A number of studies have reported that circulating let-7 is downregulated in numerous types of cancer. The levels of circulating let-7b were statistically significantly decreased in women with endometriosis matched with healthy subjects. Interestingly, let-7d and 7f showed a tendency toward downregulation. In breast cancer patients, the levels of let-7a were expressed at a higher level in the circulating blood than in the controls. Interestingly, the levels of miRNA decreased significantly after curative tumor resection. A low level of let-7 is significantly correlated with a shorter survival time after surgery in patients with lung cancer. The let-7 miRNA family is a crucial agent in the proliferation, apoptosis and metastasis of cancer cells. The expression level of let-7 is potentially a link between oncogenes and their signaling pathways and the stage of the tumor. This proves that circulating miRNA can be an effective biomarker for various types of cancers [31,32,33,34].
5. Conclusions
miRNAs are important regulators of gene expression in many essential cellular processes such as proliferation, cell cycle control, signaling pathways and apoptosis. Incorrect changes in the expression of miRNA are involved in the initialization, development, and metastasis of human cancer. MiRNA expression profiles are different between tumors and normal tissues. Furthermore, miRNA expression levels are also different between tumors’ stages of malignancy, and between different histopathological lesions of the same tissue. In addition, profiles of miRNAs are different in the case of the primary tumor and metastasis. Current results suggested that miRNA expression profiles could be a useful tool for classifying poorly differentiated human tumors that cannot be precisely categorized only by the usual mRNA expression profiles. Moreover, in the case of tumors, diagnostic and histopathological characterization expression profiles of miRNA may be used as biomarkers. Furthermore, the therapeutic management of patients could be supported by the examination of miRNA expression profiles; differences in miRNA expression profiles are associated with the future outcomes of therapy.
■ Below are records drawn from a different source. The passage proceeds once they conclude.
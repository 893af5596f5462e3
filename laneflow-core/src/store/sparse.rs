//! Sparse Block Store
//!
//! Per-node storage: an array of optional fixed-length lane blocks plus one
//! staleness flag per block.
//!
//! # Presence vs. staleness
//!
//! These are independent axes:
//!
//! 1. A block is *absent* when no entity in its range has ever populated
//!    this node. Absent never means "all zero"; it means "no data yet".
//!
//! 2. A block is *stale* when its cached contents may no longer reflect the
//!    node's inputs. A derived node's cached block is valid iff its
//!    staleness flag is clear.
//!
//! Unwritten lanes of a present block hold the configured fill value, not a
//! numeric default.
//!
//! # Allocation modes
//!
//! Dense pre-allocates every block at construction (write-heavy leaves that
//! will populate most of the entity range). Sparse allocates a block on the
//! first successful write or recompute touching its range.

use tracing::{debug, trace};

use super::address::{BlockAddr, BlockLayout};
use super::{Lane, Presence};

/// Block allocation strategy for a node's store.
#[derive(Debug, Clone, Copy, PartialEq, Eq)]
pub enum Allocation {
    /// Pre-allocate every block at construction.
    Dense,
    /// Allocate a block on first write or recompute.
    Sparse,
}

/// Block-addressed storage for one node.
///
/// Owns `block_count` optional lane blocks and their staleness flags. All
/// blocks start stale: a derived node has computed nothing yet, and a leaf
/// simply never consults its own flags.
#[derive(Debug)]
pub struct SparseBlockStore<T: Lane> {
    layout: BlockLayout,
    fill: T,
    blocks: Vec<Option<Box<[T]>>>,
    stale: Vec<bool>,
}

impl<T: Lane> SparseBlockStore<T> {
    /// Create a store for the given layout.
    pub fn new(layout: BlockLayout, fill: T, allocation: Allocation) -> Self {
        let count = layout.block_count();
        let blocks = match allocation {
            Allocation::Dense => {
                debug!(blocks = count, "pre-allocating dense store");
                (0..count)
                    .map(|_| Some(vec![fill; layout.block_size()].into_boxed_slice()))
                    .collect()
            }
            Allocation::Sparse => (0..count).map(|_| None).collect(),
        };
        Self {
            layout,
            fill,
            blocks,
            stale: vec![true; count],
        }
    }

    /// The store's block geometry.
    #[inline]
    pub fn layout(&self) -> BlockLayout {
        self.layout
    }

    /// The value unwritten lanes of a present block hold.
    #[inline]
    pub fn fill(&self) -> T {
        self.fill
    }

    /// Resolve an entity index to its (block, lane) coordinate.
    #[inline]
    pub fn locate(&self, entity: usize) -> BlockAddr {
        self.layout.locate(entity)
    }

    /// Whether the block at `block` is present or absent.
    ///
    /// # Panics
    ///
    /// Panics on an out-of-range block index.
    #[inline]
    pub fn presence(&self, block: usize) -> Presence {
        if self.blocks[block].is_some() {
            Presence::Present
        } else {
            Presence::Absent
        }
    }

    /// Borrow the lanes of a present block. `None` means absent.
    #[inline]
    pub fn block(&self, block: usize) -> Option<&[T]> {
        self.blocks[block].as_deref()
    }

    /// Mutably borrow the lanes of a present block. `None` means absent.
    #[inline]
    pub fn block_mut(&mut self, block: usize) -> Option<&mut [T]> {
        self.blocks[block].as_deref_mut()
    }

    /// Borrow a block's lanes, allocating it (filled with the fill value)
    /// if it was absent.
    pub fn ensure_block(&mut self, block: usize) -> &mut [T] {
        let size = self.layout.block_size();
        let fill = self.fill;
        let slot = &mut self.blocks[block];
        if slot.is_none() {
            trace!(block, "allocating lane block");
        }
        slot.get_or_insert_with(|| vec![fill; size].into_boxed_slice())
    }

    /// Return a block to the absent state, discarding its lanes.
    pub fn release_block(&mut self, block: usize) {
        self.blocks[block] = None;
    }

    /// Write one lane, allocating its block if needed.
    ///
    /// Returns `true` if the store changed: the block was allocated or the
    /// lane's value differs from what it held. A changed block is marked
    /// stale. Rewriting a present lane with its current value changes
    /// nothing and must not mark the block stale, which would cascade a
    /// needless recompute through every downstream node.
    pub fn write_lane(&mut self, entity: usize, value: T) -> bool {
        self.write_at(self.layout.locate(entity), value)
    }

    /// [`SparseBlockStore::write_lane`] with a pre-resolved coordinate, for
    /// hot paths that cache the address translation.
    pub fn write_at(&mut self, addr: BlockAddr, value: T) -> bool {
        let allocating = self.blocks[addr.block].is_none();
        let lanes = self.ensure_block(addr.block);
        if !allocating && lanes[addr.lane] == value {
            return false;
        }
        lanes[addr.lane] = value;
        self.stale[addr.block] = true;
        true
    }

    /// Read one lane. `None` means the lane's block is absent; a present
    /// but unwritten lane reads as the fill value.
    pub fn read_lane(&self, entity: usize) -> Option<T> {
        self.read_at(self.layout.locate(entity))
    }

    /// [`SparseBlockStore::read_lane`] with a pre-resolved coordinate.
    pub fn read_at(&self, addr: BlockAddr) -> Option<T> {
        self.blocks[addr.block].as_ref().map(|lanes| lanes[addr.lane])
    }

    /// Whether the block's cached contents may be out of date.
    #[inline]
    pub fn is_stale(&self, block: usize) -> bool {
        self.stale[block]
    }

    /// Mark one block stale. Idempotent: returns `true` only when the block
    /// was clean, so callers can suppress repeat notifications.
    pub fn mark_stale(&mut self, block: usize) -> bool {
        let newly = !self.stale[block];
        self.stale[block] = true;
        newly
    }

    /// Mark every block stale. Returns `true` if any block was clean.
    pub fn mark_all_stale(&mut self) -> bool {
        let mut newly = false;
        for flag in &mut self.stale {
            newly |= !*flag;
            *flag = true;
        }
        newly
    }

    /// Clear one block's staleness flag.
    #[inline]
    pub fn clear_stale(&mut self, block: usize) {
        self.stale[block] = false;
    }

    /// Number of present blocks.
    pub fn present_block_count(&self) -> usize {
        self.blocks.iter().filter(|b| b.is_some()).count()
    }
}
Additionally, miRNAs could be promising targets for gene therapy for the prevention of the initiation and progression of human cancer. miRNAs could be targets for therapy based on RNA use, both positively modifying the expression of miRNAs in vivo and/or inhibiting miRNA expression.
Acknowledgments
This work was supported by a grant from the Medical University of Lodz No. 503/0-079-02/503-01-001.
Abbreviations
3-UTR | 3-untranslated region |
AGO | argonaute |
ATC | anaplastic thyroid cancer |
DGCR8 | diGeorge syndrome critical region 8 |
ERK | extracellular regulated kinase |
EXP5 | exportin5 |
FTC | follicular thyroid cancer |
HMGA2 | high mobility group AT-hook 2 |
Let-7 | lethal-7 |
MAPK | mitogen-activated protein kinase |
miRNA | micro ribonucleic acid |
mRNA | messenger RNAs |
MTC | medullary thyroid cancer |
ORF | open reading frame |
PI3K | phosphatidylinositol-3-kinase |
pre-miRNA | precursor miRNA |
pri-miRNA | primary miRNA |
PTC | papillary thyroid cancer |
RET/PTC | rearranged in transformation/papillary thyroid carcinoma |
RISC | RNA-induced silencing complex |
TMN | tumor metastases nodules |
Author Contributions
Ewelina Perdas, Robert Stawski, Dariusz Nowak and Maria Zubrzycka contributed to the literature review and preparation of the manuscript.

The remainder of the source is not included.